Взгляд Назимова вдруг посуровел. Узковатые от природы глаза еще более сузились и поблескивали из щелок; чуть рябоватое лицо порозовело от волнения.
Баки связно изложил центру свой план создания воинских частей подполья, ознакомил присутствующих с предложением Зубанова — Королева, а также рассказал об опыте немецких товарищей, организовавших немногочисленные, изолированные друг от друга боевые группы.

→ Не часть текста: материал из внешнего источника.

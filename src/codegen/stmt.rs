//! Lowering of [`crate::semantic::typed::TypedStmt`] to LLVM IR.

use crate::codegen::error::CodegenError;
use crate::codegen::expr::{lower_address, lower_expr};
use crate::codegen::CodegenContext;
use crate::semantic::typed::TypedStmt;

/// Lowers a statement. Returns `true` if the current block already ended
/// in a terminator (a `return` was emitted, or both arms of an `if`
/// terminated) -- callers use this to avoid appending dead code after an
/// unconditional return.
pub fn lower_stmt<'ctx>(ctx: &CodegenContext<'ctx>, stmt: &TypedStmt) -> Result<bool, CodegenError> {
    match stmt {
        TypedStmt::Block(stmts) => {
            for s in stmts {
                if lower_stmt(ctx, s)? {
                    return Ok(true);
                }
            }
            Ok(false)
        }
        TypedStmt::If {
            cond,
            then_branch,
            else_branch,
        } => lower_if(ctx, cond, then_branch, else_branch.as_deref()),
        TypedStmt::While { cond, body } => lower_while(ctx, cond, body),
        TypedStmt::Assign { target, value } => {
            let addr = lower_address(ctx, target)?;
            let val = lower_expr(ctx, value)?;
            ctx.builder
                .build_store(addr, val)
                .map_err(|e| CodegenError::new(e.to_string()))?;
            Ok(false)
        }
        TypedStmt::Return { value } => {
            match value {
                Some(expr) => {
                    let val = lower_expr(ctx, expr)?;
                    ctx.builder
                        .build_return(Some(&val))
                        .map_err(|e| CodegenError::new(e.to_string()))?;
                }
                None => {
                    ctx.builder
                        .build_return(None)
                        .map_err(|e| CodegenError::new(e.to_string()))?;
                }
            }
            Ok(true)
        }
        TypedStmt::ExprStmt(expr) => {
            lower_expr(ctx, expr)?;
            Ok(false)
        }
        TypedStmt::Empty => Ok(false),
    }
}

fn lower_if<'ctx>(
    ctx: &CodegenContext<'ctx>,
    cond: &crate::semantic::typed::TypedExpr,
    then_branch: &TypedStmt,
    else_branch: Option<&TypedStmt>,
) -> Result<bool, CodegenError> {
    let function = ctx.current_function();
    let cond_value = lower_expr(ctx, cond)?.into_int_value();
    let zero = cond_value.get_type().const_zero();
    let cond_bool = ctx
        .builder
        .build_int_compare(inkwell::IntPredicate::NE, cond_value, zero, "if_cond")
        .map_err(|e| CodegenError::new(e.to_string()))?;

    let then_block = ctx.context.append_basic_block(function, "then");
    let else_block = ctx.context.append_basic_block(function, "else");
    let merge_block = ctx.context.append_basic_block(function, "endif");

    ctx.builder
        .build_conditional_branch(cond_bool, then_block, else_block)
        .map_err(|e| CodegenError::new(e.to_string()))?;

    ctx.builder.position_at_end(then_block);
    let then_terminated = lower_stmt(ctx, then_branch)?;
    if !then_terminated {
        ctx.builder
            .build_unconditional_branch(merge_block)
            .map_err(|e| CodegenError::new(e.to_string()))?;
    }

    ctx.builder.position_at_end(else_block);
    let else_terminated = match else_branch {
        Some(stmt) => lower_stmt(ctx, stmt)?,
        None => false,
    };
    if !else_terminated {
        ctx.builder
            .build_unconditional_branch(merge_block)
            .map_err(|e| CodegenError::new(e.to_string()))?;
    }

    if then_terminated && else_terminated {
        merge_block
            .remove_from_function()
            .map_err(|()| CodegenError::new("failed to drop unreachable merge block"))?;
        ctx.builder.position_at_end(else_block);
        return Ok(true);
    }

    ctx.builder.position_at_end(merge_block);
    Ok(false)
}

fn lower_while<'ctx>(
    ctx: &CodegenContext<'ctx>,
    cond: &crate::semantic::typed::TypedExpr,
    body: &TypedStmt,
) -> Result<bool, CodegenError> {
    let function = ctx.current_function();
    let cond_block = ctx.context.append_basic_block(function, "while_cond");
    let body_block = ctx.context.append_basic_block(function, "while_body");
    let after_block = ctx.context.append_basic_block(function, "while_end");

    ctx.builder
        .build_unconditional_branch(cond_block)
        .map_err(|e| CodegenError::new(e.to_string()))?;

    ctx.builder.position_at_end(cond_block);
    let cond_value = lower_expr(ctx, cond)?.into_int_value();
    let zero = cond_value.get_type().const_zero();
    let cond_bool = ctx
        .builder
        .build_int_compare(inkwell::IntPredicate::NE, cond_value, zero, "while_test")
        .map_err(|e| CodegenError::new(e.to_string()))?;
    ctx.builder
        .build_conditional_branch(cond_bool, body_block, after_block)
        .map_err(|e| CodegenError::new(e.to_string()))?;

    ctx.builder.position_at_end(body_block);
    if !lower_stmt(ctx, body)? {
        ctx.builder
            .build_unconditional_branch(cond_block)
            .map_err(|e| CodegenError::new(e.to_string()))?;
    }

    ctx.builder.position_at_end(after_block);
    Ok(false)
}
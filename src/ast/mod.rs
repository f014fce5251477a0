//! Untyped AST produced by [`crate::parser`].
//!
//! A staged AST: nodes here carry no semantic decoration (type, shape,
//! l-value/r-value) at all. The semantic analyzer (`crate::semantic`)
//! consumes these and produces the annotated nodes in
//! `crate::semantic::typed`.
//!
//! How this AST comes into being (lexing, parsing) is immaterial to the
//! rest of the crate; the types below are the *interface* the rest of the
//! crate is built against, not a point of engineering effort.

mod types;

pub use types::{ArrayShape, PassingMode, PrimitiveType};

/// Source position. Grace diagnostics are line-granular, so we only carry
/// a line number, not column/byte offset.
#[derive(Debug, Clone, Copy, PartialEq, Eq, Default, Hash)]
pub struct Span {
    pub line: u32,
}

impl Span {
    pub fn new(line: u32) -> Self {
        Span { line }
    }
}

#[derive(Debug, Clone, Copy, PartialEq, Eq)]
pub enum BinOp {
    Add,
    Sub,
    Mul,
    Div,
    Mod,
    Eq,
    NotEq,
    Lt,
    Gt,
    Le,
    Ge,
    And,
    Or,
}

impl BinOp {
    /// `true` for the comparison/logical operators that produce a boolean
    /// (1-bit) result used only in conditions.
    pub fn is_boolean_producing(self) -> bool {
        matches!(
            self,
            BinOp::Eq
                | BinOp::NotEq
                | BinOp::Lt
                | BinOp::Gt
                | BinOp::Le
                | BinOp::Ge
                | BinOp::And
                | BinOp::Or
        )
    }

    pub fn is_short_circuit(self) -> bool {
        matches!(self, BinOp::And | BinOp::Or)
    }
}

#[derive(Debug, Clone)]
pub enum Expr {
    IntLiteral {
        value: i32,
        span: Span,
    },
    CharLiteral {
        value: u8,
        span: Span,
    },
    StringLiteral {
        /// Decoded bytes, without the terminating NUL (the NUL is an
        /// implementation detail of codegen's shape, `len + 1`).
        value: Vec<u8>,
        span: Span,
    },
    Id {
        name: String,
        span: Span,
    },
    ArrayAccess {
        base: Box<Expr>,
        index: Box<Expr>,
        span: Span,
    },
    Call {
        name: String,
        args: Vec<Expr>,
        span: Span,
    },
    UnaryMinus {
        operand: Box<Expr>,
        span: Span,
    },
    Not {
        operand: Box<Expr>,
        span: Span,
    },
    Binary {
        op: BinOp,
        left: Box<Expr>,
        right: Box<Expr>,
        span: Span,
    },
}

impl Expr {
    pub fn span(&self) -> Span {
        match self {
            Expr::IntLiteral { span, .. }
            | Expr::CharLiteral { span, .. }
            | Expr::StringLiteral { span, .. }
            | Expr::Id { span, .. }
            | Expr::ArrayAccess { span, .. }
            | Expr::Call { span, .. }
            | Expr::UnaryMinus { span, .. }
            | Expr::Not { span, .. }
            | Expr::Binary { span, .. } => *span,
        }
    }
}

#[derive(Debug, Clone)]
pub enum Stmt {
    Block(Vec<Stmt>),
    If {
        cond: Expr,
        then_branch: Box<Stmt>,
        else_branch: Option<Box<Stmt>>,
        span: Span,
    },
    While {
        cond: Expr,
        body: Box<Stmt>,
        span: Span,
    },
    Assign {
        target: Expr,
        value: Expr,
        span: Span,
    },
    Return {
        value: Option<Expr>,
        span: Span,
    },
    /// A function call used for its side effects; the result is discarded.
    ExprStmt(Expr),
    Empty,
}

/// A single formal parameter of a function header.
#[derive(Debug, Clone)]
pub struct Param {
    pub name: String,
    pub element_type: PrimitiveType,
    pub shape: ArrayShape,
    pub passing: PassingMode,
    pub span: Span,
}

#[derive(Debug, Clone)]
pub struct FunctionHeader {
    pub name: String,
    pub return_type: PrimitiveType,
    pub params: Vec<Param>,
    pub span: Span,
}

/// A member of a function's local-definition list: a variable, a forward
/// function declaration, or a fully nested function definition.
#[derive(Debug, Clone)]
pub enum LocalDef {
    Variable {
        name: String,
        element_type: PrimitiveType,
        shape: ArrayShape,
        span: Span,
    },
    FunctionDeclaration(FunctionHeader),
    FunctionDefinition(FunctionDef),
}

#[derive(Debug, Clone)]
pub struct FunctionDef {
    pub header: FunctionHeader,
    pub locals: Vec<LocalDef>,
    pub body: Vec<Stmt>,
    pub span: Span,
}

/// A Grace compilation unit: one outermost function definition.
#[derive(Debug, Clone)]
pub struct Program {
    pub main: FunctionDef,
}
impl SymbolTable {
    pub fn new() -> Self {
        let mut table = SymbolTable {
            buckets: (0..BUCKET_COUNT).map(|_| Vec::new()).collect(),
            scopes: Vec::new(),
            // Scope number 0 is reserved for the library entries seeded
            // below, which live outside the scope stack and are never
            // closed; user scopes (starting with the outermost function)
            // start numbering at 1 so a `was_declared_in_current_scope`
            // check can never collide with a library name.
            next_scope_number: 1,
        };
        table.init_library_functions();
        table
    }

    /// Seed the runtime library's signatures so calls to them resolve
    /// without a user-visible forward declaration.
    fn init_library_functions(&mut self) {
        use PrimitiveType::*;
        let library: &[(&str, PrimitiveType, &[ParamSig])] = &[
            ("writeInteger", Nothing, &[param(Int)]),
            ("writeChar", Nothing, &[param(Char)]),
            ("writeString", Nothing, &[param_ref_open_array(Char)]),
            ("readInteger", Int, &[]),
            ("readChar", Char, &[]),
            ("readString", Nothing, &[param(Int), param_ref_open_array(Char)]),
            ("ord", Int, &[param(Char)]),
            ("chr", Char, &[param(Int)]),
            ("strlen", Int, &[param_ref_open_array(Char)]),
            ("strcmp", Int, &[param_ref_open_array(Char), param_ref_open_array(Char)]),
            ("strcpy", Nothing, &[param_ref_open_array(Char), param_ref_open_array(Char)]),
            ("strcat", Nothing, &[param_ref_open_array(Char), param_ref_open_array(Char)]),
        ];
        for (name, return_type, params) in library {
            let entry = Entry {
                name: (*name).to_string(),
                scope_number: 0,
                line: 0,
                kind: EntryKind::Function {
                    return_type: *return_type,
                    params: params.to_vec(),
                    declared_only: false,
                },
            };
            self.buckets[bucket_of(name)].push(Rc::new(RefCell::new(entry)));
        }

        // `ascii` is a compatibility alias for `ord`.
        let ascii = Entry {
            name: "ascii".to_string(),
            scope_number: 0,
            line: 0,
            kind: EntryKind::Function {
                return_type: Int,
                params: vec![param(Char)],
                declared_only: false,
            },
        };
        self.buckets[bucket_of("ascii")].push(Rc::new(RefCell::new(ascii)));
    }

    pub fn open_scope(&mut self, return_type: PrimitiveType) -> u32 {
        let number = self.next_scope_number;
        self.next_scope_number += 1;
        self.scopes.push(ScopeFrame {
            number,
            return_type,
            return_exists: false,
            owned: Vec::new(),
        });
        number
    }

    /// Remove every entry owned by the innermost scope. O(entries owned
    /// by that scope), not O(table size) -- the point of scope-tagging
    /// entries rather than snapshotting/restoring whole buckets.
    ///
    /// Before popping, runs the undefined-function check: a scope cannot
    /// close while it still owns a function entry that was
    /// declared but never defined. The first such entry found is reported;
    /// the scope is popped and its entries removed regardless, so callers
    /// that collect diagnostics rather than aborting immediately can keep
    /// walking the rest of the program.
    pub fn close_scope(&mut self) -> Result<(), SymbolError> {
        let frame = self.scopes.last().ok_or(SymbolError::NoOpenScope)?;
        let undefined = frame.owned.iter().find_map(|entry| {
            let e = entry.borrow();
            match &e.kind {
                EntryKind::Function { declared_only: true, .. } => {
                    Some(SymbolError::FunctionStillUndefined {
                        name: e.name.clone(),
                        line: e.line,
                    })
                }
                _ => None,
            }
        });

        let frame = self.scopes.pop().expect("checked above");
        for entry in &frame.owned {
            let bucket = &mut self.buckets[bucket_of(&entry.borrow().name)];
            if let Some(pos) = bucket.iter().position(|e| Rc::ptr_eq(e, entry)) {
                bucket.remove(pos);
            }
        }

        match undefined {
            Some(err) => Err(err),
            None => Ok(()),
        }
    }

    fn current_scope_number(&self) -> Result<u32, SymbolError> {
        self.scopes
            .last()
            .map(|s| s.number)
            .ok_or(SymbolError::NoOpenScope)
    }

    /// True iff `name` itself has an entry owned by the current scope --
    /// used for the "was this name already used in the enclosing
    /// function" redeclaration check. A bucket holds every name that
    /// hashes to the same slot, so this must compare the name, not just
    /// the scope number, or an unrelated same-scope collider would
    /// falsely trip it.
    pub fn was_declared_in_current_scope(&self, name: &str) -> bool {
        let Some(scope) = self.scopes.last() else {
            return false;
        };
        self.buckets[bucket_of(name)].iter().any(|e| {
            let e = e.borrow();
            e.name == name && e.scope_number == scope.number
        })
    }

    /// Innermost-first lookup: since inserts prepend, the first entry in
    /// bucket order whose name actually matches is the nearest enclosing
    /// declaration. A bucket is shared by every name that hashes to the
    /// same slot, so the name comparison is load-bearing, not a
    /// redundant check.
    pub fn lookup(&self, name: &str) -> Option<Entry> {
        self.buckets[bucket_of(name)]
            .iter()
            .find(|e| e.borrow().name == name)
            .map(|e| e.borrow().clone())
    }

    fn insert(&mut self, name: &str, line: u32, kind: EntryKind) -> Result<(), SymbolError> {
        if self.was_declared_in_current_scope(name) {
            return Err(SymbolError::AlreadyDeclaredInScope {
                name: name.to_string(),
            });
        }
        let scope_number = self.current_scope_number()?;
        let entry = Rc::new(RefCell::new(Entry {
            name: name.to_string(),
            scope_number,
            line,
            kind,
        }));
        self.buckets[bucket_of(name)].insert(0, entry.clone());
        self.scopes.last_mut().unwrap().owned.push(entry);
        Ok(())
    }

    pub fn insert_variable(
        &mut self,
        name: &str,
        line: u32,
        element_type: PrimitiveType,
        shape: ArrayShape,
    ) -> Result<(), SymbolError> {
        let has_non_positive = shape
            .dims
            .iter()
            .enumerate()
            .any(|(i, &d)| !(shape.leading_open && i == 0) && d == 0);
        if has_non_positive {
            return Err(SymbolError::InvalidArraySize {
                name: name.to_string(),
            });
        }
        self.insert(name, line, EntryKind::Variable { element_type, shape })
    }

    pub fn insert_parameter(
        &mut self,
        name: &str,
        line: u32,
        element_type: PrimitiveType,
        shape: ArrayShape,
        passing: PassingMode,
    ) -> Result<(), SymbolError> {
        self.insert(
            name,
            line,
            EntryKind::Parameter {
                element_type,
                shape,
                passing,
            },
        )
    }

    pub fn insert_function_declaration(
        &mut self,
        name: &str,
        line: u32,
        return_type: PrimitiveType,
        params: Vec<ParamSig>,
    ) -> Result<(), SymbolError> {
        self.insert(
            name,
            line,
            EntryKind::Function {
                return_type,
                params,
                declared_only: true,
            },
        )
    }

    /// Promote a forward declaration to a full definition in place, or
    /// insert a fresh one if there was no prior declaration. When a prior
    /// declaration exists, its return type, parameter count, and each
    /// parameter's type/passing-mode/shape/open-leading must exactly
    /// match the definition's -- a declaration/definition disagreement is
    /// a `DefinitionMismatch`, not a silent overwrite. Either way clears
    /// `declared_only` so subsequent calls resolve.
    pub fn insert_function_definition(
        &mut self,
        name: &str,
        line: u32,
        return_type: PrimitiveType,
        params: Vec<ParamSig>,
    ) -> Result<(), SymbolError> {
        let scope_number = self.current_scope_number()?;
        if let Some(existing) = self.buckets[bucket_of(name)]
            .iter()
            .find(|e| e.borrow().name == name && e.borrow().scope_number == scope_number)
            .cloned()
        {
            let prior_signature = match &existing.borrow().kind {
                EntryKind::Function {
                    return_type: prior_return_type,
                    params: prior_params,
                    ..
                } => Some((*prior_return_type, prior_params.clone())),
                _ => None,
            };
            if let Some((prior_return_type, prior_params)) = prior_signature {
                if prior_return_type != return_type || prior_params != params {
                    return Err(SymbolError::DefinitionMismatch {
                        name: name.to_string(),
                    });
                }
            }
            let mut existing_mut = existing.borrow_mut();
            existing_mut.line = line;
            existing_mut.kind = EntryKind::Function {
                return_type,
                params,
                declared_only: false,
            };
            return Ok(());
        }
        self.insert(
            name,
            line,
            EntryKind::Function {
                return_type,
                params,
                declared_only: false,
            },
        )
    }

    pub fn set_return_exists(&mut self) {
        if let Some(scope) = self.scopes.last_mut() {
            scope.return_exists = true;
        }
    }

    pub fn current_return_type(&self) -> Result<PrimitiveType, SymbolError> {
        self.scopes
            .last()
            .map(|s| s.return_type)
            .ok_or(SymbolError::NoOpenScope)
    }

    /// `true` once the current scope has seen at least one `return`;
    /// non-`nothing` functions must reach at least one before their
    /// scope closes.
    pub fn return_exists(&self) -> bool {
        self.scopes.last().map(|s| s.return_exists).unwrap_or(false)
    }

    pub fn depth(&self) -> usize {
        self.scopes.len()
    }
}
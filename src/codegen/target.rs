//! Target-assembly emission.
//!
//! The back-end assembler/linker that turns a `.asm` file into a linked
//! executable is an external collaborator invoked outside this crate.
//! Producing the `.asm` text itself is this module's job, via
//! `inkwell::targets`, the same crate family the rest of `codegen`
//! already depends on.

use inkwell::module::Module;
use inkwell::targets::{CodeModel, FileType, InitializationConfig, RelocMode, Target, TargetMachine};
use inkwell::OptimizationLevel;

use super::error::CodegenError;

/// Renders `module` as target assembly text for the host triple, via an
/// in-memory object-emission buffer (no temporary files).
pub fn assembly_for_module(module: &Module) -> Result<String, CodegenError> {
    Target::initialize_native(&InitializationConfig::default())
        .map_err(CodegenError::new)?;

    let triple = TargetMachine::get_default_triple();
    let target = Target::from_triple(&triple)
        .map_err(|e| CodegenError::new(format!("no target for '{triple}': {e}")))?;
    let cpu = TargetMachine::get_host_cpu_name();
    let features = TargetMachine::get_host_cpu_features();
    let machine = target
        .create_target_machine(
            &triple,
            cpu.to_str().unwrap_or("generic"),
            features.to_str().unwrap_or(""),
            OptimizationLevel::Default,
            RelocMode::Default,
            CodeModel::Default,
        )
        .ok_or_else(|| CodegenError::new(format!("could not create a target machine for '{triple}'")))?;

    module.set_triple(&triple);
    module.set_data_layout(&machine.get_target_data().get_data_layout());

    let buffer = machine
        .write_to_memory_buffer(module, FileType::Assembly)
        .map_err(|e| CodegenError::new(e.to_string()))?;
    Ok(String::from_utf8_lossy(buffer.as_slice()).into_owned())
}
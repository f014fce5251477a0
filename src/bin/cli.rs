//! # Cli
//!
//! Command-line argument parsing for `gracec`: a `clap`-derived struct plus
//! a `LogLevel` enum wired into `simple_logger`.
//!
//! By default the compiler writes both a textual-IR (`.imm`) and an
//! assembly (`.asm`) file next to the source; `--stdout-ir` / `--stdout-asm`
//! redirect one of those to stdout instead of writing either file;
//! optimization is on unless `--no-optimize` is given.

use std::path::PathBuf;

use clap::{Parser, ValueEnum};

#[derive(Parser, Debug)]
#[command(author, version, about)]
pub struct Cli {
    #[command(flatten)]
    pub build: BuildArgs,

    /// Specify the log level of the compiler.
    #[arg(value_enum, short, long, default_value_t = LogLevel::default())]
    pub verbosity: LogLevel,
}

impl Cli {
    pub fn init() -> Self {
        Cli::parse()
    }
}

#[derive(ValueEnum, Clone, Default, Debug)]
pub enum LogLevel {
    #[default]
    #[value(alias("0"))]
    Error,
    #[value(alias("1"))]
    Warn,
    #[value(alias("2"))]
    Info,
    #[value(alias("3"))]
    Debug,
    #[value(alias("4"))]
    Trace,
}

impl From<&LogLevel> for log::Level {
    fn from(value: &LogLevel) -> Self {
        match value {
            LogLevel::Error => log::Level::Error,
            LogLevel::Warn => log::Level::Warn,
            LogLevel::Info => log::Level::Info,
            LogLevel::Debug => log::Level::Debug,
            LogLevel::Trace => log::Level::Trace,
        }
    }
}

#[derive(clap::Args, Debug, Clone)]
pub struct BuildArgs {
    /// The path to the Grace source file.
    #[arg(index = 1)]
    pub file: PathBuf,

    /// Whether to dump the parsed (untyped) AST, for debugging.
    #[arg(long)]
    pub dump_parsed: bool,

    /// Whether to dump the semantically-annotated AST, for debugging.
    #[arg(long)]
    pub dump_typed: bool,

    /// Write textual LLVM IR to stdout instead of `<file>.imm`.
    #[arg(long)]
    pub stdout_ir: bool,

    /// Write target assembly to stdout instead of `<file>.asm`.
    #[arg(long)]
    pub stdout_asm: bool,

    /// Disable the fixed optimization pipeline (mem2reg, reassociate, GVN,
    /// CFG-simplify). Optimization runs by default.
    #[arg(short = 'O', long = "no-optimize", action = clap::ArgAction::SetFalse)]
    pub optimize: bool,

    /// Override the output file stem (`<output>.imm` / `<output>.asm`);
    /// defaults to the input file with its extension stripped.
    #[arg(short, long)]
    pub output: Option<PathBuf>,
}
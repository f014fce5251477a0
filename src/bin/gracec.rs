//! # gracec
//!
//! This binary is the compiler of Grace. It combines parsing, semantic
//! analysis, and LLVM code generation into a single application, wiring
//! `lex → parse → check → codegen → optimize → emit`.

mod cli;

use cli::*;

use std::fs;
use std::path::PathBuf;

use colored::Colorize;
use log::{error, info};

fn main() {
    let args = Cli::init();

    simple_logger::init_with_level((&args.verbosity).into()).unwrap();

    if let Err(err) = run(args) {
        error!("{err}");
        std::process::exit(1);
    }
}

fn run(args: Cli) -> anyhow::Result<()> {
    let BuildArgs {
        file,
        dump_parsed,
        dump_typed,
        output: output_override,
        stdout_ir,
        stdout_asm,
        optimize,
    } = args.build;

    let source = fs::read_to_string(&file)
        .map_err(|e| anyhow::anyhow!("could not read '{}': {e}", file.display()))?;

    info!("compiling {}", file.display());

    let program = gracec::parser::parse(&source)
        .map_err(|e| anyhow::anyhow!("{}", format!("parse error: {e}").red()))?;

    if dump_parsed {
        info!("parsed AST:\n{program:#?}");
    }

    let typed = gracec::semantic::SemanticAnalyzer::analyze(&program).map_err(|errors| {
        let rendered = errors
            .iter()
            .map(|e| format!("{}", e.to_string().red()))
            .collect::<Vec<_>>()
            .join("\n");
        anyhow::anyhow!("{rendered}")
    })?;

    if dump_typed {
        info!("typed AST:\n{typed:#?}");
    }

    let module_name = file
        .file_stem()
        .map(|s| s.to_string_lossy().into_owned())
        .unwrap_or_else(|| "grace_module".to_string());

    let emitted = gracec::codegen::emit(&typed, &module_name, optimize)
        .map_err(|e| anyhow::anyhow!("{}", format!("codegen error: {e}").red()))?;

    let stem = output_stem(output_override, &file);
    emit_ir(&emitted.ir, stdout_ir, &stem)?;
    emit_asm(&emitted.asm, stdout_asm, &stem)?;

    Ok(())
}

fn output_stem(override_path: Option<PathBuf>, source: &PathBuf) -> PathBuf {
    override_path.unwrap_or_else(|| source.with_extension(""))
}

fn emit_ir(ir: &str, to_stdout: bool, stem: &PathBuf) -> anyhow::Result<()> {
    if to_stdout {
        println!("{ir}");
        return Ok(());
    }
    let path = stem.with_extension("imm");
    fs::write(&path, ir)
        .map_err(|e| anyhow::anyhow!("could not write '{}': {e}", path.display()))?;
    info!("wrote {}", path.display());
    Ok(())
}

fn emit_asm(asm: &str, to_stdout: bool, stem: &PathBuf) -> anyhow::Result<()> {
    if to_stdout {
        println!("{asm}");
        return Ok(());
    }
    let path = stem.with_extension("asm");
    fs::write(&path, asm)
        .map_err(|e| anyhow::anyhow!("could not write '{}': {e}", path.display()))?;
    info!("wrote {}", path.display());
    Ok(())
}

— В отличие от немцев-лагерников и заключенных других национальностей, — продолжал Назимов, — у нас, у русских, одно преимущество: почти все наши люди — военные. Нам легче, привычнее создавать воинские части с единым командованием и подчинением. Вот мы с Задоновым и предлагаем сформировать облегченные бригады армейского типа. Первичное звено в бригаде — это отделение бойцов. В целях конспирации условимся называть его группой «О». Она должна состоять всего лишь из четырех бойцов и командира. Вторая группа — «В» — включает в себя три таких отделения, соответствующее число командиров и одного взводного командира. Третья группа, скажем — «Р», формируется из трех взводов, соответствующего числа командиров плюс командир роты. Далее идет группа «Б», во главе которой стоит комбат. И на самом верху — три комбата и командир бригады. Каждая группа знает лишь своего командира и подчиняется только ему. Но сами командиры связаны между собою. Командир бригады назначается «Политическим центром» и ответствен непосредственно перед центром. Формирование подразделений, по нашему мнению, начинается сверху. Вначале кто-то из руководителей центра подбирает людей, способных стать во главе батальона. Затем каждому комбату приказывается подобрать по три ротных командира. И так — вплоть до отделений. Мы с Задоновым подсчитали: в Бухенвальде из русских заключенных можно сформировать примерно три бригады. Две — в бараках Большого лагеря и одну, резервную — на территории Малого лагеря. Имеется в виду также организация особого отряда, укомплектованного только из военнопленных Этот отряд составит резерв самого центра.